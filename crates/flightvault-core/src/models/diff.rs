//! Snapshot diff types.

use std::collections::BTreeSet;

use chrono::{DateTime, Utc};
use serde::{Deserialize, Serialize};

use super::record::Record;
use super::value::{FieldValue, RecordKey};

/// A record with its identity.
#[derive(Debug, Clone, PartialEq, Serialize, Deserialize)]
pub struct KeyedRecord {
    pub key: RecordKey,
    pub record: Record,
}

/// One changed field: (name, before, after).
#[derive(Debug, Clone, PartialEq, Serialize, Deserialize)]
pub struct FieldChange {
    pub field: String,
    pub before: FieldValue,
    pub after: FieldValue,
}

/// A record present in both snapshots with at least one changed field.
#[derive(Debug, Clone, PartialEq, Serialize, Deserialize)]
pub struct ModifiedRecord {
    pub key: RecordKey,
    pub before: Record,
    pub after: Record,
    pub changes: Vec<FieldChange>,
}

impl ModifiedRecord {
    pub fn changed_fields(&self) -> impl Iterator<Item = &str> {
        self.changes.iter().map(|c| c.field.as_str())
    }
}

/// Where an identity landed in a diff.
#[derive(Debug, Clone, Copy, PartialEq, Eq, Serialize, Deserialize)]
#[serde(rename_all = "snake_case")]
pub enum DiffClass {
    Added,
    Deleted,
    Modified,
    Unchanged,
}

/// Summary statistics for a diff.
#[derive(Debug, Clone, PartialEq, Eq, Serialize, Deserialize)]
pub struct DiffSummary {
    pub count_before: usize,
    pub count_after: usize,
    pub added: usize,
    pub deleted: usize,
    pub modified: usize,
    pub unchanged: usize,
    /// added + deleted + modified
    pub total_changes: usize,
    /// count_after - count_before
    pub net_change: i64,
}

/// Result of comparing an earlier snapshot to a later one.
///
/// `added`, `deleted`, and `modified` are disjoint and ordered by identity;
/// together with `unchanged` they cover every identity of both snapshots.
#[derive(Debug, Clone, PartialEq, Serialize, Deserialize)]
pub struct DiffResult {
    pub table: String,
    pub earlier_as_of: DateTime<Utc>,
    pub later_as_of: DateTime<Utc>,
    /// Present in later, absent in earlier.
    pub added: Vec<KeyedRecord>,
    /// Present in earlier, absent in later.
    pub deleted: Vec<KeyedRecord>,
    pub modified: Vec<ModifiedRecord>,
    pub unchanged: Vec<RecordKey>,
    pub summary: DiffSummary,
}

impl DiffResult {
    pub fn is_empty(&self) -> bool {
        self.added.is_empty() && self.deleted.is_empty() && self.modified.is_empty()
    }

    pub fn added_keys(&self) -> BTreeSet<RecordKey> {
        self.added.iter().map(|r| r.key.clone()).collect()
    }

    pub fn deleted_keys(&self) -> BTreeSet<RecordKey> {
        self.deleted.iter().map(|r| r.key.clone()).collect()
    }

    pub fn modified_keys(&self) -> BTreeSet<RecordKey> {
        self.modified.iter().map(|m| m.key.clone()).collect()
    }

    /// Classification of one identity, or `None` if it is in neither snapshot.
    pub fn class_of(&self, key: &RecordKey) -> Option<DiffClass> {
        if self.added.iter().any(|r| &r.key == key) {
            Some(DiffClass::Added)
        } else if self.deleted.iter().any(|r| &r.key == key) {
            Some(DiffClass::Deleted)
        } else if self.modified.iter().any(|m| &m.key == key) {
            Some(DiffClass::Modified)
        } else if self.unchanged.binary_search(key).is_ok() {
            Some(DiffClass::Unchanged)
        } else {
            None
        }
    }
}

Work required -
Every line from the one containing "Some(DiffClass::Added)" through the last line above should be retyped exactly; no other lines are wanted.

Expected output -
            Some(DiffClass::Added)
        } else if self.deleted.iter().any(|r| &r.key == key) {
            Some(DiffClass::Deleted)
        } else if self.modified.iter().any(|m| &m.key == key) {
            Some(DiffClass::Modified)
        } else if self.unchanged.binary_search(key).is_ok() {
            Some(DiffClass::Unchanged)
        } else {
            None
        }
    }
}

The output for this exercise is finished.